[Start of section]

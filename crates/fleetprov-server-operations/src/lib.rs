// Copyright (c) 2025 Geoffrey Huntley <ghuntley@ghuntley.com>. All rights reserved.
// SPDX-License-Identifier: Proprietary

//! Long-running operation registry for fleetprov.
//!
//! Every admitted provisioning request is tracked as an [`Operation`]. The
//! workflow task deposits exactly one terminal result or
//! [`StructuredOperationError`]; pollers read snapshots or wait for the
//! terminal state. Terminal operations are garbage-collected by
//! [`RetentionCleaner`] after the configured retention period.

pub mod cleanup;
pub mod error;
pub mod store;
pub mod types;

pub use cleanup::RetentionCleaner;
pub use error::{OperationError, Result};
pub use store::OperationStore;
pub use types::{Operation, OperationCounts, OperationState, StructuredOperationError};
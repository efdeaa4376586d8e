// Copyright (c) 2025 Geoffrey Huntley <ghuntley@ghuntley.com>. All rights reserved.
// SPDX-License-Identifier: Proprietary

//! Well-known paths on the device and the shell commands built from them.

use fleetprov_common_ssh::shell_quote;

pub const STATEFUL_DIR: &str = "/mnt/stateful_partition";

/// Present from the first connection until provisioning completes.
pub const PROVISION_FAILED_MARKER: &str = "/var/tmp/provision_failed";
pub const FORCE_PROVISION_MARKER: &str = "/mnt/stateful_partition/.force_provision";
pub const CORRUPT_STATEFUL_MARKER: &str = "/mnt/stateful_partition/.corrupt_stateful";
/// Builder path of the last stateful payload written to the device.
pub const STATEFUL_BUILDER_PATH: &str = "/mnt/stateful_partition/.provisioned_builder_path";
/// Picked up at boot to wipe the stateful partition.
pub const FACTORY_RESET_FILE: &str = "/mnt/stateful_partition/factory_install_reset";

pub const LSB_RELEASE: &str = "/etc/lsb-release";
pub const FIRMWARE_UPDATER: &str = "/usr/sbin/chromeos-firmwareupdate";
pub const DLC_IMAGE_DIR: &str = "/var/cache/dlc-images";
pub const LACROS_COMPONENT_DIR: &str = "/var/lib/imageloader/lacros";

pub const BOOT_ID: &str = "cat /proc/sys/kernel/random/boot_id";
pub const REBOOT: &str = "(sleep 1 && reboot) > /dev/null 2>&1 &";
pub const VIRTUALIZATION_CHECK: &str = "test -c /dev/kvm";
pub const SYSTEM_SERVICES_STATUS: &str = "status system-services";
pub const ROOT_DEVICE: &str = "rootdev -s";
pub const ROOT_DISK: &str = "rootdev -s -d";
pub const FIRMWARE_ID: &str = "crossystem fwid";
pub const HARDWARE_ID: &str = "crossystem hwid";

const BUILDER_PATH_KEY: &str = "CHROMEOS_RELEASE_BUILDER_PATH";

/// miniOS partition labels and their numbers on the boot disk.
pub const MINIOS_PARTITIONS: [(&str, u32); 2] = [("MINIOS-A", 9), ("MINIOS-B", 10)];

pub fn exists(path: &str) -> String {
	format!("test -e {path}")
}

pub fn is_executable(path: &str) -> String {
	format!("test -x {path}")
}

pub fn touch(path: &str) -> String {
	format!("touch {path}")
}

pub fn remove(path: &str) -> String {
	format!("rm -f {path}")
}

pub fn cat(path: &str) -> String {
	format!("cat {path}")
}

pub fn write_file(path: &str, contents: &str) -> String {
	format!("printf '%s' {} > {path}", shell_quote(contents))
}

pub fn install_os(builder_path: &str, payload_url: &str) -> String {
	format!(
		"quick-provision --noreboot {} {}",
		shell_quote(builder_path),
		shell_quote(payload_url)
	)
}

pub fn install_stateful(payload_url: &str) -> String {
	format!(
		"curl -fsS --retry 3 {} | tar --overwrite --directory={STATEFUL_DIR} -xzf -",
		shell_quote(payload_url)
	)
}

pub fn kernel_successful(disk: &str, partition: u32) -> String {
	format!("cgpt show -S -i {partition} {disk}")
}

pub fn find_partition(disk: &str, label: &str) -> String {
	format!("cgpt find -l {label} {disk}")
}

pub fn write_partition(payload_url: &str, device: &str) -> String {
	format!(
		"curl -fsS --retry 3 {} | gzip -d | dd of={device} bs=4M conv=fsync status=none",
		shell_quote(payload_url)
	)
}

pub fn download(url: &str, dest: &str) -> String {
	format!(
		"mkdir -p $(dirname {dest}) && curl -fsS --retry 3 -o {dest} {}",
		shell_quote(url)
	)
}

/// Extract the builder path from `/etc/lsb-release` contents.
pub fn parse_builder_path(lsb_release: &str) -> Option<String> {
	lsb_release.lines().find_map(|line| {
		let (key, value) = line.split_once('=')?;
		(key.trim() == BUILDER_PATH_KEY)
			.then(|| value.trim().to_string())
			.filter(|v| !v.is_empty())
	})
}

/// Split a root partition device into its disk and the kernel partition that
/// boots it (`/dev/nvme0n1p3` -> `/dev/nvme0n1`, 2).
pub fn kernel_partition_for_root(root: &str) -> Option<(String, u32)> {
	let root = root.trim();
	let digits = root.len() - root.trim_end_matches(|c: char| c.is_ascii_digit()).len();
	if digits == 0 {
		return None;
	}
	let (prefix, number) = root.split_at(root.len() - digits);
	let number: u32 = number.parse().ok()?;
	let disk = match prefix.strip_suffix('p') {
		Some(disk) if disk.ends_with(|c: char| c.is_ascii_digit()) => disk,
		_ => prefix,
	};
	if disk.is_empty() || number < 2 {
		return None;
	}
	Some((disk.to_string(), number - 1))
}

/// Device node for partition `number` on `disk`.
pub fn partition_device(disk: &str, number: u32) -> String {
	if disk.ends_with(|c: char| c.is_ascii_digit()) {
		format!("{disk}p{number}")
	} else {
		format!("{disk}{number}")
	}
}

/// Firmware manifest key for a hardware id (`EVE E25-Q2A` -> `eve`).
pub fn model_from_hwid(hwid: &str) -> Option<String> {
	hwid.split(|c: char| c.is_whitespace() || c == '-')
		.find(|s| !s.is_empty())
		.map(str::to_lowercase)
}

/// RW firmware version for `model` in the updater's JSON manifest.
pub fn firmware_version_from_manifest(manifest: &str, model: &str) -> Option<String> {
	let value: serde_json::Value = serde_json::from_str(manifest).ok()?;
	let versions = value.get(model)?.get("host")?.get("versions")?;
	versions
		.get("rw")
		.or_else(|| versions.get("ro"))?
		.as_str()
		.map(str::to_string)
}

[End of section]

* _Work request_
Print each line of the data exactly as it was written.

* _Answer box_
filename crates/fleetprov-server-operations/src/lib.rs
// Copyright (c) 2025 Geoffrey Huntley <ghuntley@ghuntley.com>. All rights reserved.
// SPDX-License-Identifier: Proprietary

//! Long-running operation registry for fleetprov.
//!
//! Every admitted provisioning request is tracked as an [`Operation`]. The
//! workflow task deposits exactly one terminal result or
//! [`StructuredOperationError`]; pollers read snapshots or wait for the
//! terminal state. Terminal operations are garbage-collected by
//! [`RetentionCleaner`] after the configured retention period.

pub mod cleanup;
pub mod error;
pub mod store;
pub mod types;

pub use cleanup::RetentionCleaner;
pub use error::{OperationError, Result};
pub use store::OperationStore;
pub use types::{Operation, OperationCounts, OperationState, StructuredOperationError};
repository efdeaa4376586d8e
// Copyright (c) 2025 Geoffrey Huntley <ghuntley@ghuntley.com>. All rights reserved.
// SPDX-License-Identifier: Proprietary

//! Well-known paths on the device and the shell commands built from them.

use fleetprov_common_ssh::shell_quote;

pub const STATEFUL_DIR: &str = "/mnt/stateful_partition";

/// Present from the first connection until provisioning completes.
pub const PROVISION_FAILED_MARKER: &str = "/var/tmp/provision_failed";
pub const FORCE_PROVISION_MARKER: &str = "/mnt/stateful_partition/.force_provision";
pub const CORRUPT_STATEFUL_MARKER: &str = "/mnt/stateful_partition/.corrupt_stateful";
/// Builder path of the last stateful payload written to the device.
pub const STATEFUL_BUILDER_PATH: &str = "/mnt/stateful_partition/.provisioned_builder_path";
/// Picked up at boot to wipe the stateful partition.
pub const FACTORY_RESET_FILE: &str = "/mnt/stateful_partition/factory_install_reset";

pub const LSB_RELEASE: &str = "/etc/lsb-release";
pub const FIRMWARE_UPDATER: &str = "/usr/sbin/chromeos-firmwareupdate";
pub const DLC_IMAGE_DIR: &str = "/var/cache/dlc-images";
pub const LACROS_COMPONENT_DIR: &str = "/var/lib/imageloader/lacros";

pub const BOOT_ID: &str = "cat /proc/sys/kernel/random/boot_id";
pub const REBOOT: &str = "(sleep 1 && reboot) > /dev/null 2>&1 &";
pub const VIRTUALIZATION_CHECK: &str = "test -c /dev/kvm";
pub const SYSTEM_SERVICES_STATUS: &str = "status system-services";
pub const ROOT_DEVICE: &str = "rootdev -s";
pub const ROOT_DISK: &str = "rootdev -s -d";
pub const FIRMWARE_ID: &str = "crossystem fwid";
pub const HARDWARE_ID: &str = "crossystem hwid";

const BUILDER_PATH_KEY: &str = "CHROMEOS_RELEASE_BUILDER_PATH";

/// miniOS partition labels and their numbers on the boot disk.
pub const MINIOS_PARTITIONS: [(&str, u32); 2] = [("MINIOS-A", 9), ("MINIOS-B", 10)];

pub fn exists(path: &str) -> String {
	format!("test -e {path}")
}

pub fn is_executable(path: &str) -> String {
	format!("test -x {path}")
}

pub fn touch(path: &str) -> String {
	format!("touch {path}")
}

pub fn remove(path: &str) -> String {
	format!("rm -f {path}")
}

pub fn cat(path: &str) -> String {
	format!("cat {path}")
}

pub fn write_file(path: &str, contents: &str) -> String {
	format!("printf '%s' {} > {path}", shell_quote(contents))
}

pub fn install_os(builder_path: &str, payload_url: &str) -> String {
	format!(
		"quick-provision --noreboot {} {}",
		shell_quote(builder_path),
		shell_quote(payload_url)
	)
}

pub fn install_stateful(payload_url: &str) -> String {
	format!(
		"curl -fsS --retry 3 {} | tar --overwrite --directory={STATEFUL_DIR} -xzf -",
		shell_quote(payload_url)
	)
}

pub fn kernel_successful(disk: &str, partition: u32) -> String {
	format!("cgpt show -S -i {partition} {disk}")
}

pub fn find_partition(disk: &str, label: &str) -> String {
	format!("cgpt find -l {label} {disk}")
}

pub fn write_partition(payload_url: &str, device: &str) -> String {
	format!(
		"curl -fsS --retry 3 {} | gzip -d | dd of={device} bs=4M conv=fsync status=none",
		shell_quote(payload_url)
	)
}

pub fn download(url: &str, dest: &str) -> String {
	format!(
		"mkdir -p $(dirname {dest}) && curl -fsS --retry 3 -o {dest} {}",
		shell_quote(url)
	)
}

/// Extract the builder path from `/etc/lsb-release` contents.
pub fn parse_builder_path(lsb_release: &str) -> Option<String> {
	lsb_release.lines().find_map(|line| {
		let (key, value) = line.split_once('=')?;
		(key.trim() == BUILDER_PATH_KEY)
			.then(|| value.trim().to_string())
			.filter(|v| !v.is_empty())
	})
}

/// Split a root partition device into its disk and the kernel partition that
/// boots it (`/dev/nvme0n1p3` -> `/dev/nvme0n1`, 2).
pub fn kernel_partition_for_root(root: &str) -> Option<(String, u32)> {
	let root = root.trim();
	let digits = root.len() - root.trim_end_matches(|c: char| c.is_ascii_digit()).len();
	if digits == 0 {
		return None;
	}
	let (prefix, number) = root.split_at(root.len() - digits);
	let number: u32 = number.parse().ok()?;
	let disk = match prefix.strip_suffix('p') {
		Some(disk) if disk.ends_with(|c: char| c.is_ascii_digit()) => disk,
		_ => prefix,
	};
	if disk.is_empty() || number < 2 {
		return None;
	}
	Some((disk.to_string(), number - 1))
}

/// Device node for partition `number` on `disk`.
pub fn partition_device(disk: &str, number: u32) -> String {
	if disk.ends_with(|c: char| c.is_ascii_digit()) {
		format!("{disk}p{number}")
	} else {
		format!("{disk}{number}")
	}
}

/// Firmware manifest key for a hardware id (`EVE E25-Q2A` -> `eve`).
pub fn model_from_hwid(hwid: &str) -> Option<String> {
	hwid.split(|c: char| c.is_whitespace() || c == '-')
		.find(|s| !s.is_empty())
		.map(str::to_lowercase)
}

/// RW firmware version for `model` in the updater's JSON manifest.
pub fn firmware_version_from_manifest(manifest: &str, model: &str) -> Option<String> {
	let value: serde_json::Value = serde_json::from_str(manifest).ok()?;
	let versions = value.get(model)?.get("host")?.get("versions")?;
	versions
		.get("rw")
		.or_else(|| versions.get("ro"))?
		.as_str()
		.map(str::to_string)
}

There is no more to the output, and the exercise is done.